David Lesieur’s picture

Status: Active » Postponed

alsears' approach is a compromise, but for now it is the way to go.

I think it is a very acceptable compromise, since search result pages are meta tagged "noindex" when more than one facet is active, making it useless to have nice SEO URLs in those cases. Single-term result pages are the only ones being indexed, and can easily be aliased.

I also don't think we should venture into managing tables in Faceted Search for matching term names to term ids and ensuring that all names are unique. Such generic task should be handled by another module. So let's postpone this at least until some other module provides us with the necessary tools.

emptyvoid’s picture

Maybe I am a little dense here but would you just call drupal_get_path() or drupal_get_path_alias()

Or better yet detect if the (pathauto) http://drupal.org/project/pathauto module is installed and piggyback on the pathauto_taxonomy($op, $type, $object = NULL) or the _taxonomy_pathauto_alias($category, $op) function?

The module has path aliasing for nodes, taxonomy, and users..

eiland’s picture

Hi,

Im not so much in the drupal these days, but in wordpress, all the categories don't mean anything, they are just for show.

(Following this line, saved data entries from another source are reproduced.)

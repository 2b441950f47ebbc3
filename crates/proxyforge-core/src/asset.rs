//! Asset identity and kind tags.

use serde::{Deserialize, Serialize};
use std::fmt;
use std::time::Duration;

/// Capability classification of an asset.
#[derive(Debug, Clone, Copy, PartialEq, Eq, Hash, Serialize, Deserialize)]
#[serde(rename_all = "snake_case")]
pub enum AssetKind {
    /// A clip backed by a media file, addressed by URI.
    UriClip,
    /// A single stream of a media file.
    UriSource,
    /// Generated title text.
    TitleClip,
    /// Generated test pattern.
    TestClip,
    Effect,
    Transition,
    Timeline,
    /// Project document reader/writer.
    Formatter,
}

impl AssetKind {
    /// Whether assets of this kind are backed by a file and can be proxied.
    pub fn is_file_backed(self) -> bool {
        matches!(self, Self::UriClip | Self::UriSource)
    }

    /// Whether assets of this kind can be placed on a layer.
    pub fn is_clip(self) -> bool {
        matches!(self, Self::UriClip | Self::TitleClip | Self::TestClip)
    }

    /// Stable name, used in logs and project documents.
    pub fn name(self) -> &'static str {
        match self {
            Self::UriClip => "uri-clip",
            Self::UriSource => "uri-source",
            Self::TitleClip => "title-clip",
            Self::TestClip => "test-clip",
            Self::Effect => "effect",
            Self::Transition => "transition",
            Self::Timeline => "timeline",
            Self::Formatter => "formatter",
        }
    }
}

impl fmt::Display for AssetKind {
    fn fmt(&self, f: &mut fmt::Formatter<'_>) -> fmt::Result {
        f.write_str(self.name())
    }
}

/// Predicate over asset kinds used by lookups and listings.
#[derive(Debug, Clone, Copy, PartialEq, Eq, Default)]
pub enum KindFilter {
    /// Every kind matches.
    #[default]
    Any,
    /// Exactly one kind.
    Only(AssetKind),
    /// Kinds backed by a media file.
    FileBacked,
    /// Kinds that can be placed on a layer.
    Clips,
}

impl KindFilter {
    pub fn matches(self, kind: AssetKind) -> bool {
        match self {
            Self::Any => true,
            Self::Only(expected) => expected == kind,
            Self::FileBacked => kind.is_file_backed(),
            Self::Clips => kind.is_clip(),
        }
    }
}

impl From<AssetKind> for KindFilter {
    fn from(kind: AssetKind) -> Self {
        Self::Only(kind)
    }
}

/// Lifecycle state of an asset id inside a project.
#[derive(Debug, Clone, Copy, PartialEq, Eq, Serialize, Deserialize)]
pub enum AssetState {
    Loading,
    Loaded,
    Errored,
    /// Registered as a proxy of another asset.
    Proxy,
}

/// Facts gathered while resolving an asset.
#[derive(Debug, Clone, Default, PartialEq, Serialize, Deserialize)]
pub struct AssetMetadata {
    /// Container format guessed from the resource.
    pub container: Option<String>,
    /// Size of the backing file.
    pub size_bytes: Option<u64>,
    pub duration: Option<Duration>,
    pub has_video: bool,
    pub has_audio: bool,
}

/// A uniquely identified resource handle of a given kind.
#[derive(Debug, Clone, PartialEq, Serialize, Deserialize)]
pub struct Asset {
    id: String,
    kind: AssetKind,
    /// Id this asset is redirected to (relocation or proxy).
    proxy: Option<String>,
    /// Id of the original asset, when this asset is a proxy.
    parent: Option<String>,
    /// Resolution results.
    pub metadata: AssetMetadata,
}

impl Asset {
    /// Create an asset handle with no metadata.
    pub fn new(id: impl Into<String>, kind: AssetKind) -> Self {
        Self {
            id: id.into(),
            kind,
            proxy: None,
            parent: None,
            metadata: AssetMetadata::default(),
        }
    }

    /// Attach resolution metadata.
    pub fn with_metadata(mut self, metadata: AssetMetadata) -> Self {
        self.metadata = metadata;
        self
    }

    pub fn id(&self) -> &str {
        &self.id
    }

    pub fn kind(&self) -> AssetKind {
        self.kind
    }

    /// Redirect this asset to `new_id`.
    ///
    /// Returns false when `new_id` is empty or names the asset itself.
    pub fn set_proxy(&mut self, new_id: impl Into<String>) -> bool {
        let new_id = new_id.into();
        if new_id.is_empty() || new_id == self.id {
            return false;
        }
        self.proxy = Some(new_id);
        true
    }

    /// Id this asset is redirected to, if any.
    pub fn proxy(&self) -> Option<&str> {
        self.proxy.as_deref()
    }

    /// Mark this asset as a proxy of `parent`.
    pub fn set_parent(&mut self, parent: &Asset) {
        self.parent = Some(parent.id.clone());
    }

    pub fn parent(&self) -> Option<&str> {
        self.parent.as_deref()
    }

    pub fn is_proxy(&self) -> bool {
        self.parent.is_some()
    }
}
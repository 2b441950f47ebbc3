//! Timelines that opted into proxy substitution.

use proxyforge_timeline::SharedTimeline;
use std::sync::Arc;
use tracing::debug;

#[derive(Debug, Default)]
pub struct TimelineBindings {
    timelines: Vec<SharedTimeline>,
}

impl TimelineBindings {
    pub fn new() -> Self {
        Self::default()
    }

    /// Opt `timeline` in or out. Returns false when nothing changed.
    ///
    /// Opting out leaves already substituted clips on their proxies.
    pub fn set(&mut self, timeline: &SharedTimeline, enabled: bool) -> bool {
        let bound = self.contains(timeline);
        match (enabled, bound) {
            (true, false) => {
                self.timelines.push(Arc::clone(timeline));
                true
            }
            (false, true) => {
                self.timelines.retain(|t| !Arc::ptr_eq(t, timeline));
                true
            }
            _ => false,
        }
    }

    pub fn contains(&self, timeline: &SharedTimeline) -> bool {
        self.timelines.iter().any(|t| Arc::ptr_eq(t, timeline))
    }

    pub fn len(&self) -> usize {
        self.timelines.len()
    }

    pub fn is_empty(&self) -> bool {
        self.timelines.is_empty()
    }

    /// Rebind clips playing `parent_id` to `proxy_id` and commit each
    /// timeline. Returns the number of clips rebound.
    pub fn substitute(&self, parent_id: &str, proxy_id: &str) -> usize {
        let mut total = 0;
        for timeline in &self.timelines {
            let mut timeline = timeline.write();
            let changed = timeline.rebind_asset(parent_id, proxy_id);
            timeline.commit();
            if changed > 0 {
                debug!(timeline = %timeline.id, parent = %parent_id, proxy = %proxy_id, clips = changed, "Substituted proxy");
            }
            total += changed;
        }
        total
    }
}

The only thing that matters is the name of the article. So /faceted_search/1951/authors/salinger/The_catcher_in_the_rye would be the same as /faceted_search/The_catcher_in_the_rye or /faceted_search/salinger/1951/The_catcher_in_the_rye

Then the module's rewrite engine could just ignore all the tags and display the proper article. No need for exponential database clutter.

My 3¢.

sparky_s’s picture

I am facing this same problem, and manually adding URL Aliases for the first level of each category.

I agree with #10 above, that it would be very helpful to have nice URLs for the top level. So if I'm looking at all shoes and select Nike form the menu, the path could be /nike (rather than my-search/results/taxonomy%3A64).

Ideally, the module could read from my PathAuto settings for Taxonomy (as #14 suggests) or better yet have it's own section in PathAuto for Faceted Search settings.

Just my $.02.

Even without this-- Faceted Search is a great module and really helps me with a problem I've had for quite some time.